Accessibility: Friendly Fonts

Scalable Fonts in Internet Explorer

The Problem: Internet Explorer and Pixel Sized Fonts

IE/Win's View > Text Size menu

Internet Explorer for Windows has a nifty little accesibility feature: The View > Text Size menu (also available via Ctrl + Mousewheel) lets the user scale the on-screen text according to their preference.

At least thats what its supposed to do. Unfortunately it doesn't work if the web designer has set their font size in pixels. Look, i'll prove it. Change the setting in View > Text Size and watch the paragraph below:

This paragraph's font size is set in pixels, so unlike the rest of the site, it won't scale up and down in IE/Windows.

This isn't true of IE's major competitors - including Mozilla (and its relations, including FireFox, Galeon and Netscape) and Opera, which allow the user to scale the text regardless of how the designer set the font size.

So what? I designed it for text that big!

Its all about the accessibility baby! Lets look at your target audience. Does it include people with sight problems? People who might want to scale the text up or down to make it more readable?

Done right, scalable text needn't break your design. Web design isn't a pixel perfect science - your site will always look slightly different from one browser to the next. Internet Explorer is a great example - the Windows and MacOS versions have entirely different rendering engines. So you need to be fairly flexible to cater for everybody.

Right, I'm sold. How is it done then?

Easy. Simply set your font sizes using a scalable unit. There are many ways of doing this, (percent, ems, points, keywords...) but they don't all work.

Why? I don't want to go into the ins and outs of it all, but it seems that older versions of Internet Explorer and Opera show scalable fonts at different sizes to every other browser in the known universe. If you want to know more, Owen Briggs has done a lot of research into it.
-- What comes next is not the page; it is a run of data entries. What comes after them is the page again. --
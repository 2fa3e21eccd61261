//! Output formats: the per-camera calibration record consumed by downstream
//! tools and the full diagnostic record consumed by bundle adjustment.

use crate::board::BoardModel;
use crate::calibration::chain::ExtrinsicPose;
use crate::calibration::intrinsic::IntrinsicParameters;
use crate::calibration::triangulation::TriangulatedPoint;
use crate::camera::Resolution;
use crate::detection::{CornerEntry, DetectionStore};
use crate::error::CalibrationError;

use serde::{Deserialize, Serialize};
use std::collections::BTreeMap;
use std::path::Path;

/// Decimal places of the camera matrix and rotation.
pub const MATRIX_DECIMALS: i32 = 6;
pub const DISTORTION_DECIMALS: i32 = 10;
pub const TRANSLATION_DECIMALS: i32 = 6;

fn round_to(value: f64, decimals: i32) -> f64 {
    let scale = 10f64.powi(decimals);
    (value * scale).round() / scale
}

/// One camera of the exported calibration.
#[derive(Debug, Clone, PartialEq, Serialize, Deserialize)]
pub struct CalibrationRecord {
    pub name: String,
    /// `[width, height]`
    pub size: [u32; 2],
    /// Row-major camera matrix.
    pub matrix: [[f64; 3]; 3],
    pub distortions: [f64; 5],
    /// Axis-angle, reference to camera.
    pub rotation: [f64; 3],
    pub translation: [f64; 3],
}

impl CalibrationRecord {
    /// Builds a record with every value rounded to its exported precision.
    pub fn new(name: impl Into<String>, intrinsics: &IntrinsicParameters, extrinsics: &ExtrinsicPose) -> Self {
        let k = &intrinsics.camera_matrix;
        let matrix = [0, 1, 2].map(|r| [0, 1, 2].map(|c| round_to(k[(r, c)], MATRIX_DECIMALS)));
        CalibrationRecord {
            name: name.into(),
            size: [intrinsics.resolution.width, intrinsics.resolution.height],
            matrix,
            distortions: intrinsics
                .distortion
                .map(|d| round_to(d, DISTORTION_DECIMALS)),
            rotation: [0, 1, 2].map(|i| round_to(extrinsics.rvec[i], MATRIX_DECIMALS)),
            translation: [0, 1, 2].map(|i| round_to(extrinsics.translation[i], TRANSLATION_DECIMALS)),
        }
    }

    pub fn resolution(&self) -> Resolution {
        Resolution {
            width: self.size[0],
            height: self.size[1],
        }
    }
}

pub fn write_calibration_records(records: &[CalibrationRecord]) -> Result<String, CalibrationError> {
    Ok(serde_json::to_string_pretty(records)?)
}

pub fn parse_calibration_records(json: &str) -> Result<Vec<CalibrationRecord>, CalibrationError> {
    Ok(serde_json::from_str(json)?)
}

pub fn save_calibration_records(
    path: impl AsRef<Path>,
    records: &[CalibrationRecord],
) -> Result<(), CalibrationError> {
    std::fs::write(path, write_calibration_records(records)?)?;
    Ok(())
}

pub fn load_calibration_records(path: impl AsRef<Path>) -> Result<Vec<CalibrationRecord>, CalibrationError> {
    parse_calibration_records(&std::fs::read_to_string(path)?)
}

/// Calibration results of one camera.
#[derive(Debug, Clone, PartialEq, Serialize, Deserialize)]
pub struct CameraDiagnostics {
    pub name: String,
    pub resolution: Resolution,
    pub intrinsics: Option<IntrinsicParameters>,
    pub extrinsics: Option<ExtrinsicPose>,
}

#[derive(Debug, Clone, PartialEq, Serialize, Deserialize)]
pub struct CameraObservations {
    pub camera: usize,
    pub corners: Vec<CornerEntry>,
}

/// Every camera's observations in one frame.
#[derive(Debug, Clone, PartialEq, Serialize, Deserialize)]
pub struct FrameObservations {
    pub frame: u32,
    pub cameras: Vec<CameraObservations>,
}

/// Everything known after triangulation. This is the input of bundle
/// adjustment and round-trips through JSON.
#[derive(Debug, Clone, PartialEq, Serialize, Deserialize)]
pub struct DiagnosticRecord {
    /// Version of the calibration state the record was taken from.
    pub version: u64,
    pub board: BoardModel,
    pub reference_camera: usize,
    pub cameras: Vec<CameraDiagnostics>,
    pub frames: Vec<FrameObservations>,
    pub points: Vec<TriangulatedPoint>,
    /// Human-readable failures of every stage.
    pub failures: Vec<String>,
}

impl DiagnosticRecord {
    #[allow(clippy::too_many_arguments)]
    pub fn new(
        version: u64,
        store: &DetectionStore,
        board: &BoardModel,
        reference_camera: usize,
        intrinsics: &[Option<IntrinsicParameters>],
        extrinsics: &BTreeMap<usize, ExtrinsicPose>,
        points: &[TriangulatedPoint],
        failures: &[CalibrationError],
    ) -> Self {
        let cameras = store
            .cameras()
            .iter()
            .enumerate()
            .map(|(index, info)| CameraDiagnostics {
                name: info.name.clone(),
                resolution: info.resolution,
                intrinsics: intrinsics.get(index).cloned().flatten(),
                extrinsics: extrinsics.get(&index).copied(),
            })
            .collect();

        let frames = store
            .frames()
            .into_iter()
            .map(|frame| FrameObservations {
                frame,
                cameras: (0..store.camera_count())
                    .filter_map(|camera| {
                        let detection = store.get(camera, frame)?;
                        Some(CameraObservations {
                            camera,
                            corners: detection
                                .corners()
                                .iter()
                                .map(|c| CornerEntry {
                                    id: c.id,
                                    x: c.pixel.x,
                                    y: c.pixel.y,
                                })
                                .collect(),
                        })
                    })
                    .collect(),
            })
            .collect();

        DiagnosticRecord {
            version,
            board: board.clone(),
            reference_camera,
            cameras,
            frames,
            points: points.to_vec(),
            failures: failures.iter().map(|f| f.to_string()).collect(),
        }
    }

    /// Observed pixel of `corner_id` by `camera` in `frame`.
    pub fn observation(&self, frame: u32, camera: usize, corner_id: u32) -> Option<[f64; 2]> {
        let frame = self
            .frames
            .binary_search_by_key(&frame, |f| f.frame)
            .ok()
            .map(|i| &self.frames[i])?;
        let corners = &frame.cameras.iter().find(|c| c.camera == camera)?.corners;
        corners
            .binary_search_by_key(&corner_id, |c| c.id)
            .ok()
            .map(|i| [corners[i].x, corners[i].y])
    }

    pub fn to_json_string(&self) -> Result<String, CalibrationError> {
        Ok(serde_json::to_string_pretty(self)?)
    }

    pub fn from_json_str(json: &str) -> Result<Self, CalibrationError> {
        Ok(serde_json::from_str(json)?)
    }

    pub fn save(&self, path: impl AsRef<Path>) -> Result<(), CalibrationError> {
        std::fs::write(path, self.to_json_string()?)?;
        Ok(())
    }

    pub fn load(path: impl AsRef<Path>) -> Result<Self, CalibrationError> {
        Self::from_json_str(&std::fs::read_to_string(path)?)
    }
}

#[cfg(test)]
mod tests {
    use super::*;
    use nalgebra::{Matrix3, Vector3};

    fn intrinsics() -> IntrinsicParameters {
        IntrinsicParameters {
            camera_matrix: Matrix3::new(
                1100.123456789,
                0.0,
                645.987654321,
                0.0,
                1095.000000449,
                355.5,
                0.0,
                0.0,
                1.0,
            ),
            distortion: [-0.051234567891234, 0.0123456789012, 0.00051, -0.0003, 1e-12],
            rms_error: 0.12,
            frame_poses: Vec::new(),
            all_frame_errors: Vec::new(),
            resolution: Resolution {
                width: 1280,
                height: 720,
            },
        }
    }

    #[test]
    fn test_record_round_trip_within_precision() {
        let params = intrinsics();
        let extrinsics = ExtrinsicPose::from_transform(
            &crate::geometry::RigidTransform::from_axis_angle(
                &Vector3::new(0.01234567, -0.2000004, 0.0),
                Vector3::new(0.4000001234, -0.00000049, 0.0123455),
            ),
            0.001,
        );
        let record = CalibrationRecord::new("cam0", &params, &extrinsics);
        let json = write_calibration_records(std::slice::from_ref(&record)).unwrap();
        let parsed = parse_calibration_records(&json).unwrap();
        assert_eq!(parsed, vec![record]);

        let parsed = &parsed[0];
        assert_eq!(parsed.name, "cam0");
        assert_eq!(parsed.size, [1280, 720]);
        for r in 0..3 {
            for c in 0..3 {
                assert!((parsed.matrix[r][c] - params.camera_matrix[(r, c)]).abs() <= 5e-7);
            }
        }
        for (parsed, original) in parsed.distortions.iter().zip(params.distortion.iter()) {
            assert!((parsed - original).abs() <= 5e-11);
        }
        for i in 0..3 {
            assert!((parsed.rotation[i] - extrinsics.rvec[i]).abs() <= 5e-7);
            assert!((parsed.translation[i] - extrinsics.translation[i]).abs() <= 5e-7);
        }
        assert_eq!(parsed.matrix[2], [0.0, 0.0, 1.0]);
    }

    #[test]
    fn test_field_names_are_stable() {
        let record = CalibrationRecord::new("left", &intrinsics(), &ExtrinsicPose::identity());
        let value: serde_json::Value =
            serde_json::from_str(&write_calibration_records(&[record]).unwrap()).unwrap();
        let object = value[0].as_object().unwrap();
        for key in ["name", "size", "matrix", "distortions", "rotation", "translation"] {
            assert!(object.contains_key(key), "missing {key}");
        }
        assert_eq!(value[0]["matrix"][0][0], serde_json::json!(1100.123457));
        assert_eq!(value[0]["distortions"][4], serde_json::json!(0.0));
    }

    #[test]
    fn test_diagnostic_record_round_trip() {
        let rig = crate::test_utils::SyntheticRig::four_cameras();
        let store = rig.detections();
        let mut extrinsics = BTreeMap::new();
        extrinsics.insert(0, ExtrinsicPose::identity());
        let record = DiagnosticRecord::new(
            3,
            &store,
            &rig.board,
            0,
            &[Some(intrinsics()), None, None, None],
            &extrinsics,
            &[],
            &[CalibrationError::MalformedInput("example".to_string())],
        );
        assert_eq!(record.cameras.len(), 4);
        assert_eq!(record.frames.len(), rig.frames.len());

        let pixel = store.get(1, rig.frames[1]).unwrap().pixel(5).unwrap();
        assert_eq!(record.observation(rig.frames[1], 1, 5), Some([pixel.x, pixel.y]));
        assert_eq!(record.observation(99, 1, 5), None);

        let parsed = DiagnosticRecord::from_json_str(&record.to_json_string().unwrap()).unwrap();
        assert_eq!(parsed, record);
    }
}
However, there is a way that works. Set the font size to 100% in the body, and then use em's from there in in. For example, on this very site, I use the following code in my CSS file:

body {
  font-size: 100%;
}

#mainbody {
  font-size: 0.8em;
}

As long as you don't go below 0.8em at any point all should be fine. If you go below that magic number, you'll find that text becomes completely unreadable should you set Internet Explorer's View > Text Size option to Smallest.

Of course this is just the first step…

Once you've got the hang of this, you might want to start taking things to the next level. Font sizes aren't the only thing that can be set in ems. There's borders, margins, padding, width, height…

In fact just about anything in your CSS that can be set in pixels can be set in ems, and anything that you set will scale up and down with the text when you alter the setting in View > Text Size. You can make even your whole site scale if you so wish.

Right, now get out there and have fun em-ing up your websites!